## What you have to do
From the records that follow, copy every line that contains the word "before".

Saved entries
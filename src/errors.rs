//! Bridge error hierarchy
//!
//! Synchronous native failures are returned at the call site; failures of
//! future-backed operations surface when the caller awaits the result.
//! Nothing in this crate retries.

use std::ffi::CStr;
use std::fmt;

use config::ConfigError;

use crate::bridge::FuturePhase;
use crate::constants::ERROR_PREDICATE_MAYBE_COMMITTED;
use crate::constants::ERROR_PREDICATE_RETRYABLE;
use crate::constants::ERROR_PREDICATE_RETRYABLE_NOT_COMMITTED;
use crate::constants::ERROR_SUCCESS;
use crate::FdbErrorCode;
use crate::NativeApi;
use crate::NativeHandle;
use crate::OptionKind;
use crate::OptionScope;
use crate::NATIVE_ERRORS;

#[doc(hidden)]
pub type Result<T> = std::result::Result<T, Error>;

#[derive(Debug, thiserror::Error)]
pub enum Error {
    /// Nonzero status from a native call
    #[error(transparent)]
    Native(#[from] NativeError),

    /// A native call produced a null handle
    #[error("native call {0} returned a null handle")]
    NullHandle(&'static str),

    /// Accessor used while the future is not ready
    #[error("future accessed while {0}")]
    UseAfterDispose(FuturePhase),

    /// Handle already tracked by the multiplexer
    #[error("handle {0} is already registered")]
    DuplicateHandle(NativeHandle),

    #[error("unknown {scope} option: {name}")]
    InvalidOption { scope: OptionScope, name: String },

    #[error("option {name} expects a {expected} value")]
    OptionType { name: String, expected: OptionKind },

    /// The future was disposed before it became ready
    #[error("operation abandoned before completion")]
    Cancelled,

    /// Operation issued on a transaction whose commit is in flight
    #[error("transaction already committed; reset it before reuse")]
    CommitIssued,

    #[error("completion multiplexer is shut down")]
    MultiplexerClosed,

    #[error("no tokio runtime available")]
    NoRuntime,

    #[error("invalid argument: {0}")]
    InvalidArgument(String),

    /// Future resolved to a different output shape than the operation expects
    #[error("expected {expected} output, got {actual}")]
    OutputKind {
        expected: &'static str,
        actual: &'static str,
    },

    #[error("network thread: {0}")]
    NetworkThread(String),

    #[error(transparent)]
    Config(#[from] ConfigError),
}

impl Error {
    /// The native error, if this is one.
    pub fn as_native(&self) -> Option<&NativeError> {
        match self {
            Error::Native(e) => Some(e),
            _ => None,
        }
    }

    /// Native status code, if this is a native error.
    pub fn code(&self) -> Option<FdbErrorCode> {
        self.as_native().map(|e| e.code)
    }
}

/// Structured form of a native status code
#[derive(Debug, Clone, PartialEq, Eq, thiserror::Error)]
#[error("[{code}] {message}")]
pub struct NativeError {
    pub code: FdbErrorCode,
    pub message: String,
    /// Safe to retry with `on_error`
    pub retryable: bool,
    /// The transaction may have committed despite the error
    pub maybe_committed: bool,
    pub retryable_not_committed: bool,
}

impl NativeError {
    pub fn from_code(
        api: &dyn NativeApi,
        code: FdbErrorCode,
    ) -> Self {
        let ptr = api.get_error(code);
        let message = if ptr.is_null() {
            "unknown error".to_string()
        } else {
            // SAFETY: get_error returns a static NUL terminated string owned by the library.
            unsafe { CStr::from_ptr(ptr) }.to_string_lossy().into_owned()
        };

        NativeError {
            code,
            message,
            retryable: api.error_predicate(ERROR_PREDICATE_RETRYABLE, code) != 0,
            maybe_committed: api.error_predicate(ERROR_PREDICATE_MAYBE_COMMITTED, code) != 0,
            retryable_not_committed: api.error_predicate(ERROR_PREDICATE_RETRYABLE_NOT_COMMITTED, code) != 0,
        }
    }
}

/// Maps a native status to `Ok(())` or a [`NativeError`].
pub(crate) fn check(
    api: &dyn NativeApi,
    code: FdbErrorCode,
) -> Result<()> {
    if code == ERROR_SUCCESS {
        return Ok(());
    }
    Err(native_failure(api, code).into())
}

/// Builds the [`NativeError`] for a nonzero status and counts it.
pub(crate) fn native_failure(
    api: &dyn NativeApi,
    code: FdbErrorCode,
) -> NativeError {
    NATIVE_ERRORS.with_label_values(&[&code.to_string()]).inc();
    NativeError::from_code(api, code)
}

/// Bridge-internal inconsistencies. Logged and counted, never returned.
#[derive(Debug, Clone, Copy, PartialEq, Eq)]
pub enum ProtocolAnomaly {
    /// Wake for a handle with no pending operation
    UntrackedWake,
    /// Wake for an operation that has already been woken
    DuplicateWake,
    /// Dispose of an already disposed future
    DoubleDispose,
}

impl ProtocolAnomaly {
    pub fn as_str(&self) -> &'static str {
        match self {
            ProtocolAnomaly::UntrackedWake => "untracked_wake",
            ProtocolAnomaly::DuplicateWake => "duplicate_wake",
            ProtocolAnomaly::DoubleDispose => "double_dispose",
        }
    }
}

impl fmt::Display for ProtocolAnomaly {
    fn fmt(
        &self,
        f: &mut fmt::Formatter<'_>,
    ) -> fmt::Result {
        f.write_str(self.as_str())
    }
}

## Completed task
    /// The future was disposed before it became ready
    #[error("operation abandoned before completion")]
    #[error("transaction already committed; reset it before reuse")]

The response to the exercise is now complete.